Stored data entries:
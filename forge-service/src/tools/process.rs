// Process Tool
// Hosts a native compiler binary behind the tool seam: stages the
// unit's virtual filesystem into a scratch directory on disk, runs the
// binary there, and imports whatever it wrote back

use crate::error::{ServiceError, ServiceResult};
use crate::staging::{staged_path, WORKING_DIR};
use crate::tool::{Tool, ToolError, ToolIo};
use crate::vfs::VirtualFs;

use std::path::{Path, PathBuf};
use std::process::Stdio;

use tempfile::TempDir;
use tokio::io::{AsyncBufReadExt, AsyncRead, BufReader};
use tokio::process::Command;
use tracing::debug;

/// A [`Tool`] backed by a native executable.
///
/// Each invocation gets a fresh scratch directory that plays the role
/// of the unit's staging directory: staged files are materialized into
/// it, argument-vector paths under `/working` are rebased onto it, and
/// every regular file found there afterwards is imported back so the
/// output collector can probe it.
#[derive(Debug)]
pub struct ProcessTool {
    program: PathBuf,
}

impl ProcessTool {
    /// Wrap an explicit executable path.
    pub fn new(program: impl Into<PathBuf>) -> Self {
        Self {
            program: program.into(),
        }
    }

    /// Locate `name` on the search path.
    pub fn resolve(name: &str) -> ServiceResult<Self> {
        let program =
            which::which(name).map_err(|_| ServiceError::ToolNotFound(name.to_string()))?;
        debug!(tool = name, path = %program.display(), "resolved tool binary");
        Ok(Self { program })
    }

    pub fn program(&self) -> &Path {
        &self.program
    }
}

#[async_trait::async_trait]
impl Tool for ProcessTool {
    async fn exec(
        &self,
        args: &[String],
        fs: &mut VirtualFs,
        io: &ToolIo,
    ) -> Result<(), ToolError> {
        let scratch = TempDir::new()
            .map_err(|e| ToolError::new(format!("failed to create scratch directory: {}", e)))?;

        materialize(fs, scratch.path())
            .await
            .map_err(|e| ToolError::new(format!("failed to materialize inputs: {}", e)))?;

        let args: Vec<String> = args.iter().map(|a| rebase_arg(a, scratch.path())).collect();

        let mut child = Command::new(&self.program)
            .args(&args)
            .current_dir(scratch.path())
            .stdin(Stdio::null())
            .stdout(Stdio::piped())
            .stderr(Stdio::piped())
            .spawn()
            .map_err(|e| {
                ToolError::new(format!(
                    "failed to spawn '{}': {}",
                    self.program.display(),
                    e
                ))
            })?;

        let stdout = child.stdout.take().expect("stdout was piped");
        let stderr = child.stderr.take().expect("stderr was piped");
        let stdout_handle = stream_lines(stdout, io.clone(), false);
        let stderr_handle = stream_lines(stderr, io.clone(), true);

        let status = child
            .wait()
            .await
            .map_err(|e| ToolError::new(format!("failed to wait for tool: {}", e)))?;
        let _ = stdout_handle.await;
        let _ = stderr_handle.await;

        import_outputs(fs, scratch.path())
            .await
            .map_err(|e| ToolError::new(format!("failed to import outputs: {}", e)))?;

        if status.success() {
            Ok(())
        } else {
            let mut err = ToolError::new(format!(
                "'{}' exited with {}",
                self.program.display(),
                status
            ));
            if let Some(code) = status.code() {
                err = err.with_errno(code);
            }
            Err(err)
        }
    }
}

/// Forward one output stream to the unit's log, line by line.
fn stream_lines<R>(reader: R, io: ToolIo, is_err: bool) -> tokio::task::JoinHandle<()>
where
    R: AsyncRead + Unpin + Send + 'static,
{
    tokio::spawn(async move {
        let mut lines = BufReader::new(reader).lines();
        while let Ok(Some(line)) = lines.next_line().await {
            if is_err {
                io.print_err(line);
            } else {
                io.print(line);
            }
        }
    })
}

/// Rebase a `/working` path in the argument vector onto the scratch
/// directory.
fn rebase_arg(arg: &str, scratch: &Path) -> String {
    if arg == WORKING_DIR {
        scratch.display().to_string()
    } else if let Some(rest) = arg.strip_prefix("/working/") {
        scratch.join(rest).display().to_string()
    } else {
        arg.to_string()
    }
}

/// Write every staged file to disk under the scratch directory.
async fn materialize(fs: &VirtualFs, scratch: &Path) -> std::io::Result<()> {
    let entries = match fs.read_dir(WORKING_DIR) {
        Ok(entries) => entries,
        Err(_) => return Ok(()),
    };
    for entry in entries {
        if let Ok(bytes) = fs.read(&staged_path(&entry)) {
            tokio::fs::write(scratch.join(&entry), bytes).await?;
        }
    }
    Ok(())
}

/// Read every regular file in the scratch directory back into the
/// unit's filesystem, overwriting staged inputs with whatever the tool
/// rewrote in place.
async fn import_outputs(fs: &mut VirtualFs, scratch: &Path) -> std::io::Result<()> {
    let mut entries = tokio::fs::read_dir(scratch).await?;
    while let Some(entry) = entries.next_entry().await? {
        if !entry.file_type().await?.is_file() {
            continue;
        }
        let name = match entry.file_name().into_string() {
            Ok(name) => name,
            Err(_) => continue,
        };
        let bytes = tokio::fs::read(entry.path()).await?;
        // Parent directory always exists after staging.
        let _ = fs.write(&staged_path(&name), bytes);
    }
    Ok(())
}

### [Required action]
In the data above, which lines lie between the line with "let args: Vec<String>" and the line with "let status = child", inclusive? Print those lines exactly and nothing else.

### [Exercise solution]
        let args: Vec<String> = args.iter().map(|a| rebase_arg(a, scratch.path())).collect();

        let mut child = Command::new(&self.program)
            .args(&args)
            .current_dir(scratch.path())
            .stdin(Stdio::null())
            .stdout(Stdio::piped())
            .stderr(Stdio::piped())
            .spawn()
            .map_err(|e| {
                ToolError::new(format!(
                    "failed to spawn '{}': {}",
                    self.program.display(),
                    e
                ))
            })?;

        let stdout = child.stdout.take().expect("stdout was piped");
        let stderr = child.stderr.take().expect("stderr was piped");
        let stdout_handle = stream_lines(stdout, io.clone(), false);
        let stderr_handle = stream_lines(stderr, io.clone(), true);

        let status = child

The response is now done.